Wanita yang dipanggil Nenek itu tersenyum, menghapus air mata sang Cucu yang sudah memenuhi pipi gembulnya “Zee tidak mau main sama Nenek?” tanyanya seraya menoleh pada suaminya yang masih berdiri dibelakang

dengan senyum, “kasihan kakek dia tunggu Zee dari tadi”

Zee diam hanya bergantian menatap nenek dan kakeknya seakan mencari alasan agar nenek dan kakeknya tidak sedih, setelahnya dia berucap, “Ji main cama nenek cama kakek besok, boleh? Tanyanya sekalian menawarkan jalan keluar

“Bawalah dia Rest, mungkin Zee ingin bersama mu lebih lama” titah Kakek yang sudah berada disamping Nenek ikut menghapus air mata Zee yang masih menetes.

Lelakiyang bernama Varest itu mengangguk mengiyakan sambil memperbaiki posisi sang anak dalam gendongan.

“Baiklah, Zee boleh ikut, tapi harus janji sama papa tidak boleh lari-lari keluar ruangan papa, oke” putusnya memberi titah pada sang anak yang dibalas anggukan penuh semangat dari anak berpipi penuh itu.

“Oke—oke”

Tante Cantik

Aroma kopi yang berasal dari dalam ruangan  berdesain modern minimalis itu tercium saat pintu terbuka, menyeruak pada setiap sisi ruang yang lebih dominan pada etalase kaca dengan kue-kue yang berjejer rapi di dalamnya, menggugah selera pecinta rasa manis dan pahitnya kopi.

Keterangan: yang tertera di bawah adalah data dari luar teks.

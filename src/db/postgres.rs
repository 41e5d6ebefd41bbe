use async_trait::async_trait;
use rust_decimal::Decimal;
use sqlx::{postgres::PgRow, PgPool, Postgres, QueryBuilder, Row, Transaction};
use uuid::Uuid;

use super::{
    account::{Account, Customer, Loan, LoanPosition, User},
    error::{StoreError, LOAN_ACCRUAL},
    income::{BankIncomeRecord, DateRange, IncomeStats, KindTotal},
    request::{
        RequestFilter, RequestPage, RequestSummary, ReversalMark, Settlement, StatusCounts,
        WithdrawalRequest,
    },
    store::{IncomeStore, LedgerStore, LedgerTx},
    tx::TransactionRecord,
    utils::{count_column, enum_column, is_unique_violation, like_pattern, to_i64, violated_unique},
};

const SUMMARY_SELECT: &str = r#"
    SELECT r.*, a.account_number, c.full_name AS customer_name
    FROM withdrawal_requests r
    JOIN accounts a ON a.id = r.account_id
    LEFT JOIN customers c ON c.id = a.customer_id
"#;

const TRANSACTION_COLUMNS: &str = "id, account_id, amount, transaction_type, category, status, \
     reference_id, description, request_id, created_at";

const LOAN_ACCRUAL_INDEX: &str = "bank_income_loan_accrual_uniq";

const INCOME_COLUMNS: &str = "id, kind, amount, source_id, source_kind, account_id, customer_id, \
     accrual_date, created_at";

// Postgres-backed store
pub struct PgStore {
    pool: PgPool,
}

impl PgStore {
    pub fn new(pool: PgPool) -> Self {
        Self { pool }
    }
}
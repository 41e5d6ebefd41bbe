use std::str::FromStr;

use sqlx::{postgres::PgRow, Row};

use super::error::StoreError;

// Postgres SQLSTATE for unique_violation
const UNIQUE_VIOLATION: &str = "23505";

/// Decodes a TEXT column into one of the ledger's enums.
pub fn enum_column<T>(row: &PgRow, column: &str) -> Result<T, StoreError>
where
    T: FromStr<Err = StoreError>,
{
    let raw: String = row.try_get(column)?;
    raw.parse()
}

pub fn count_column(row: &PgRow, column: &str) -> Result<u64, StoreError> {
    let count: i64 = row.try_get(column)?;
    Ok(u64::try_from(count).unwrap_or_default())
}

pub fn is_unique_violation(err: &sqlx::Error) -> bool {
    match err {
        sqlx::Error::Database(db_err) => db_err.code().as_deref() == Some(UNIQUE_VIOLATION),
        _ => false,
    }
}

/// Name of the unique constraint or index `err` violated, if it is a unique violation.
pub fn violated_unique(err: &sqlx::Error) -> Option<&str> {
    match err {
        sqlx::Error::Database(db_err) if is_unique_violation(err) => db_err.constraint(),
        _ => None,
    }
}

/// Wraps a user search term for ILIKE, escaping its wildcards.
pub fn like_pattern(search: &str) -> String {
    let escaped = search
        .replace('\\', "\\\\")
        .replace('%', "\\%")
        .replace('_', "\\_");
    format!("%{escaped}%")
}

pub fn to_i64(value: u64) -> i64 {
    i64::try_from(value).unwrap_or(i64::MAX)
}
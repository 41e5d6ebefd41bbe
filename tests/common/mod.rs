#![allow(dead_code)]

use std::sync::{
    atomic::{AtomicBool, Ordering},
    Arc,
};

use async_trait::async_trait;
use backoffice_ledger::{
    banking::{Actor, ChargeCalculator, LedgerServices, NewWithdrawal},
    db::{
        account::{Account, Customer, Loan, LoanStatus, User, UserRole},
        income::{BankIncomeRecord, DateRange, IncomeStats},
        request::RequestKind,
        IncomeStore, MemoryStore, StoreError,
    },
};
use rust_decimal::Decimal;
use uuid::Uuid;

/// A seeded back office: one customer with one account, and a user per role.
pub struct Bank {
    pub store: MemoryStore,
    pub services: LedgerServices,
    pub account_id: Uuid,
    pub customer_id: Uuid,
    pub teller: Actor,
    pub manager: Actor,
    pub admin: Actor,
}

impl Bank {
    pub async fn new(balance: Decimal) -> Self {
        let store = MemoryStore::new();
        let income: Arc<dyn IncomeStore> = Arc::new(store.clone());
        Self::seeded(store, income, balance).await
    }

    /// Same seed, but bank income goes to `income` instead of the memory store.
    pub async fn with_income_store(balance: Decimal, income: Arc<dyn IncomeStore>) -> Self {
        Self::seeded(MemoryStore::new(), income, balance).await
    }

    async fn seeded(store: MemoryStore, income: Arc<dyn IncomeStore>, balance: Decimal) -> Self {
        let customer_id = Uuid::new_v4();
        store
            .add_customer(Customer {
                id: customer_id,
                full_name: "Grace Hopper".into(),
            })
            .await;
        let account_id = add_account(&store, customer_id, "ACC-1001", balance).await;

        let teller = add_user(&store, "Tom Teller", UserRole::Teller).await;
        let manager = add_user(&store, "Mina Manager", UserRole::Manager).await;
        let admin = add_user(&store, "Ada Admin", UserRole::Admin).await;

        let services = LedgerServices::new(Arc::new(store.clone()), income, ChargeCalculator::default());
        Self {
            store,
            services,
            account_id,
            customer_id,
            teller,
            manager,
            admin,
        }
    }

    pub async fn balance(&self) -> Decimal {
        self.store.balance(self.account_id).await.unwrap()
    }

    pub async fn add_loan(&self, annual_rate: Decimal) -> Uuid {
        let id = Uuid::new_v4();
        self.store
            .add_loan(Loan {
                id,
                account_id: self.account_id,
                customer_id: self.customer_id,
                annual_rate,
                status: LoanStatus::Active,
            })
            .await;
        id
    }

    /// Creates a pending request as the teller and returns its id.
    pub async fn request(&self, kind: RequestKind, amount: Decimal) -> Uuid {
        self.services
            .workflow
            .create(new_request(self.account_id, kind, amount), &self.teller)
            .await
            .unwrap()
            .request
            .id
    }
}

pub async fn add_account(store: &MemoryStore, customer_id: Uuid, number: &str, balance: Decimal) -> Uuid {
    let id = Uuid::new_v4();
    store
        .add_account(Account {
            id,
            account_number: number.into(),
            customer_id,
            balance,
        })
        .await;
    id
}

pub async fn add_user(store: &MemoryStore, name: &str, role: UserRole) -> Actor {
    let id = Uuid::new_v4();
    store
        .add_user(User {
            id,
            full_name: name.into(),
            role,
        })
        .await;
    Actor::new(id, role)
}

pub fn new_request(account_id: Uuid, kind: RequestKind, amount: Decimal) -> NewWithdrawal {
    NewWithdrawal {
        account_id,
        amount,
        kind,
        description: None,
        reference: None,
        to_account_number: (kind == RequestKind::Transfer).then(|| "ACC-2002".to_string()),
        to_customer_name: (kind == RequestKind::Transfer).then(|| "Alan Turing".to_string()),
    }
}

/// Income store that can be taken offline; writes and reads fail while it is.
#[derive(Clone, Default)]
pub struct SwitchableIncome {
    pub inner: MemoryStore,
    offline: Arc<AtomicBool>,
}

impl SwitchableIncome {
    pub fn set_offline(&self, offline: bool) {
        self.offline.store(offline, Ordering::SeqCst);
    }

    fn check(&self) -> Result<(), StoreError> {
        if self.offline.load(Ordering::SeqCst) {
            return Err(StoreError::Unavailable("income journal offline".into()));
        }
        Ok(())
    }
}

#[async_trait]
impl IncomeStore for SwitchableIncome {
    async fn append_income(&self, record: &BankIncomeRecord) -> Result<(), StoreError> {
        self.check()?;
        self.inner.append_income(record).await
    }

    async fn income_stats(&self, range: &DateRange) -> Result<IncomeStats, StoreError> {
        self.check()?;
        self.inner.income_stats(range).await
    }

    async fn income_page(
        &self,
        range: &DateRange,
        skip: u64,
        take: u64,
    ) -> Result<(Vec<BankIncomeRecord>, u64), StoreError> {
        self.check()?;
        self.inner.income_page(range, skip, take).await
    }

    async fn income_for_source(&self, source_id: Uuid) -> Result<Vec<BankIncomeRecord>, StoreError> {
        self.check()?;
        self.inner.income_for_source(source_id).await
    }
}
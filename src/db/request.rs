use std::str::FromStr;

use chrono::{DateTime, Utc};
use rust_decimal::Decimal;
use serde::{Deserialize, Serialize};
use uuid::Uuid;

use super::error::StoreError;
use crate::error::LedgerError;

pub const DEFAULT_PAGE_SIZE: u32 = 10;
pub const MAX_PAGE_SIZE: u32 = 100;

#[derive(Debug, Clone, PartialEq, Serialize, Deserialize)]
#[serde(rename_all = "camelCase")]
pub struct WithdrawalRequest {
    pub id: Uuid,
    pub account_id: Uuid,
    pub amount: Decimal,
    #[serde(rename = "type")]
    pub kind: RequestKind,
    pub description: Option<String>,
    pub reference: String,
    pub to_account_number: Option<String>,
    pub to_customer_name: Option<String>,
    pub status: RequestStatus,
    pub charge_applied: Decimal,
    pub requested_by: Uuid,
    pub approved_by: Option<Uuid>,
    pub settled_at: Option<DateTime<Utc>>,
    pub rejection_reason: Option<String>,
    pub is_reversed: bool,
    pub reversed_by: Option<Uuid>,
    pub reversed_at: Option<DateTime<Utc>>,
    pub reversal_reason: Option<String>,
    pub created_at: DateTime<Utc>,
}

impl WithdrawalRequest {
    /// Reference used when the requester did not supply one.
    pub fn default_reference(id: Uuid) -> String {
        let simple = id.simple().to_string();
        format!("WR-{}", simple[..8].to_uppercase())
    }

    /// Text written on the principal transaction record.
    pub fn ledger_description(&self) -> String {
        if let Some(description) = self.description.as_deref().filter(|d| !d.trim().is_empty()) {
            return description.to_string();
        }
        match self.kind {
            RequestKind::Withdrawal => format!("Withdrawal {}", self.reference),
            RequestKind::Transfer => match (&self.to_account_number, &self.to_customer_name) {
                (Some(number), Some(name)) => format!("Transfer to {number} ({name})"),
                (Some(number), None) => format!("Transfer to {number}"),
                _ => format!("Transfer {}", self.reference),
            },
        }
    }

    pub fn is_pending(&self) -> bool {
        self.status == RequestStatus::Pending
    }
}

#[derive(Debug, Clone, Copy, PartialEq, Eq, Hash, Serialize, Deserialize)]
#[serde(rename_all = "lowercase")]
pub enum RequestKind {
    Withdrawal,
    Transfer,
}

impl RequestKind {
    pub fn as_str(&self) -> &'static str {
        match self {
            Self::Withdrawal => "withdrawal",
            Self::Transfer => "transfer",
        }
    }
}

impl FromStr for RequestKind {
    type Err = StoreError;

    fn from_str(s: &str) -> Result<Self, Self::Err> {
        match s {
            "withdrawal" => Ok(Self::Withdrawal),
            "transfer" => Ok(Self::Transfer),
            other => Err(StoreError::invalid_enum("type", other)),
        }
    }
}

#[derive(Debug, Clone, Copy, PartialEq, Eq, Hash, Serialize, Deserialize)]
#[serde(rename_all = "lowercase")]
pub enum RequestStatus {
    Pending,
    Approved,
    Rejected,
}

impl RequestStatus {
    pub fn as_str(&self) -> &'static str {
        match self {
            Self::Pending => "pending",
            Self::Approved => "approved",
            Self::Rejected => "rejected",
        }
    }
}

impl FromStr for RequestStatus {
    type Err = StoreError;

    fn from_str(s: &str) -> Result<Self, Self::Err> {
        match s {
            "pending" => Ok(Self::Pending),
            "approved" => Ok(Self::Approved),
            "rejected" => Ok(Self::Rejected),
            other => Err(StoreError::invalid_enum("status", other)),
        }
    }
}

/// Outcome written when a pending request is approved or rejected.
#[derive(Debug, Clone)]
pub struct Settlement {
    pub status: RequestStatus,
    pub actor: Uuid,
    pub at: DateTime<Utc>,
    pub charge_applied: Decimal,
    pub reason: Option<String>,
}

#[derive(Debug, Clone)]
pub struct ReversalMark {
    pub actor: Uuid,
    pub at: DateTime<Utc>,
    pub reason: String,
}

/// Validated listing filter.
#[derive(Debug, Clone, PartialEq)]
pub struct RequestFilter {
    pub page: u32,
    pub limit: u32,
    pub search: Option<String>,
    pub status: Option<RequestStatus>,
    pub kind: Option<RequestKind>,
}

impl Default for RequestFilter {
    fn default() -> Self {
        Self {
            page: 1,
            limit: DEFAULT_PAGE_SIZE,
            search: None,
            status: None,
            kind: None,
        }
    }
}

impl RequestFilter {
    pub fn new(
        page: Option<u32>,
        limit: Option<u32>,
        search: Option<String>,
        status: Option<&str>,
        kind: Option<&str>,
    ) -> Result<Self, LedgerError> {
        let page = page.unwrap_or(1);
        if page == 0 {
            return Err(LedgerError::validation("page must be at least 1"));
        }
        let limit = limit.unwrap_or(DEFAULT_PAGE_SIZE);
        if limit == 0 || limit > MAX_PAGE_SIZE {
            return Err(LedgerError::validation(format!(
                "limit must be between 1 and {MAX_PAGE_SIZE}"
            )));
        }
        let status = match status.filter(|s| !s.is_empty() && *s != "all") {
            Some(raw) => Some(
                raw.parse::<RequestStatus>()
                    .map_err(|_| LedgerError::validation(format!("unknown status: {raw}")))?,
            ),
            None => None,
        };
        let kind = match kind.filter(|k| !k.is_empty() && *k != "all") {
            Some(raw) => Some(
                raw.parse::<RequestKind>()
                    .map_err(|_| LedgerError::validation(format!("unknown type: {raw}")))?,
            ),
            None => None,
        };
        let search = search
            .map(|s| s.trim().to_string())
            .filter(|s| !s.is_empty());

        Ok(Self {
            page,
            limit,
            search,
            status,
            kind,
        })
    }

    pub fn offset(&self) -> u64 {
        u64::from(self.page - 1) * u64::from(self.limit)
    }
}

#[derive(Debug, Clone, PartialEq, Serialize)]
#[serde(rename_all = "camelCase")]
pub struct RequestSummary {
    #[serde(flatten)]
    pub request: WithdrawalRequest,
    pub account_number: String,
    pub customer_name: Option<String>,
}

impl RequestSummary {
    pub fn matches(&self, needle: &str) -> bool {
        let needle = needle.to_lowercase();
        let request = &self.request;
        [
            Some(request.reference.as_str()),
            request.description.as_deref(),
            request.to_account_number.as_deref(),
            request.to_customer_name.as_deref(),
            Some(self.account_number.as_str()),
            self.customer_name.as_deref(),
        ]
        .into_iter()
        .flatten()
        .any(|field| field.to_lowercase().contains(&needle))
    }
}

#[derive(Debug, Clone, Copy, Default, PartialEq, Eq, Serialize)]
pub struct StatusCounts {
    pub total: u64,
    pub approved: u64,
    pub pending: u64,
    pub rejected: u64,
}

impl StatusCounts {
    pub fn add(&mut self, status: RequestStatus) {
        self.total += 1;
        match status {
            RequestStatus::Approved => self.approved += 1,
            RequestStatus::Pending => self.pending += 1,
            RequestStatus::Rejected => self.rejected += 1,
        }
    }
}

#[derive(Debug, Clone, PartialEq)]
pub struct RequestPage {
    pub items: Vec<RequestSummary>,
    /// Number of requests matching the filter, across all pages.
    pub total: u64,
    /// Status breakdown over every request in the store.
    pub counts: StatusCounts,
}
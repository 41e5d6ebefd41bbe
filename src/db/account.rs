use std::str::FromStr;

use rust_decimal::Decimal;
use serde::{Deserialize, Serialize};
use uuid::Uuid;

use super::error::StoreError;

// Rows owned by the customer/account back office. This crate only reads them,
// except for the balance column which the ledger mutates.

#[derive(Debug, Clone, PartialEq, Serialize, Deserialize)]
#[serde(rename_all = "camelCase")]
pub struct Account {
    pub id: Uuid,
    pub account_number: String,
    pub customer_id: Uuid,
    pub balance: Decimal,
}

#[derive(Debug, Clone, PartialEq, Serialize, Deserialize)]
#[serde(rename_all = "camelCase")]
pub struct Customer {
    pub id: Uuid,
    pub full_name: String,
}

#[derive(Debug, Clone, PartialEq, Serialize, Deserialize)]
#[serde(rename_all = "camelCase")]
pub struct User {
    pub id: Uuid,
    pub full_name: String,
    pub role: UserRole,
}

#[derive(Debug, Clone, Copy, PartialEq, Eq, Serialize, Deserialize)]
#[serde(rename_all = "lowercase")]
pub enum UserRole {
    Teller,
    Manager,
    Admin,
}

impl UserRole {
    pub fn as_str(&self) -> &'static str {
        match self {
            Self::Teller => "teller",
            Self::Manager => "manager",
            Self::Admin => "admin",
        }
    }

    /// Roles allowed to approve, reject and reverse withdrawal requests.
    pub fn can_authorize(&self) -> bool {
        matches!(self, Self::Manager | Self::Admin)
    }
}

impl FromStr for UserRole {
    type Err = StoreError;

    fn from_str(s: &str) -> Result<Self, Self::Err> {
        match s {
            "teller" => Ok(Self::Teller),
            "manager" => Ok(Self::Manager),
            "admin" => Ok(Self::Admin),
            other => Err(StoreError::invalid_enum("role", other)),
        }
    }
}

#[derive(Debug, Clone, PartialEq, Serialize, Deserialize)]
#[serde(rename_all = "camelCase")]
pub struct Loan {
    pub id: Uuid,
    pub account_id: Uuid,
    pub customer_id: Uuid,
    /// Annual rate in percent, e.g. `12` for 12%.
    pub annual_rate: Decimal,
    pub status: LoanStatus,
}

#[derive(Debug, Clone, Copy, PartialEq, Eq, Serialize, Deserialize)]
#[serde(rename_all = "lowercase")]
pub enum LoanStatus {
    Active,
    Closed,
    Defaulted,
}

impl LoanStatus {
    pub fn as_str(&self) -> &'static str {
        match self {
            Self::Active => "active",
            Self::Closed => "closed",
            Self::Defaulted => "defaulted",
        }
    }
}

impl FromStr for LoanStatus {
    type Err = StoreError;

    fn from_str(s: &str) -> Result<Self, Self::Err> {
        match s {
            "active" => Ok(Self::Active),
            "closed" => Ok(Self::Closed),
            "defaulted" => Ok(Self::Defaulted),
            other => Err(StoreError::invalid_enum("loan_status", other)),
        }
    }
}

/// An active loan joined with the balance of the account it is booked on.
#[derive(Debug, Clone, PartialEq)]
pub struct LoanPosition {
    pub loan: Loan,
    pub balance: Decimal,
}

Usaha yang menguntungkan, dengan posisi tempat yang berpusat di Ibu Kota serta sasaran pemasaran pada kaum muda hingga tua yang menjadi penggemar setiap menu yang tertulis huruf capital dalam kertas tebal dengan tulisan yang tercetak timbul identitas Kafe berwarna kuning coklat Sunflower.

“Tunggu lah disini!, mama mau ke toilet sebentar” ucap Jenny kepada Rea

“Aku masih butuh tangan mu, Ma, aku akan diam disini” jawab Rea dengan pandangan lurus kedepan

Jenny tersenyum lirih “Mama tidak akan lama”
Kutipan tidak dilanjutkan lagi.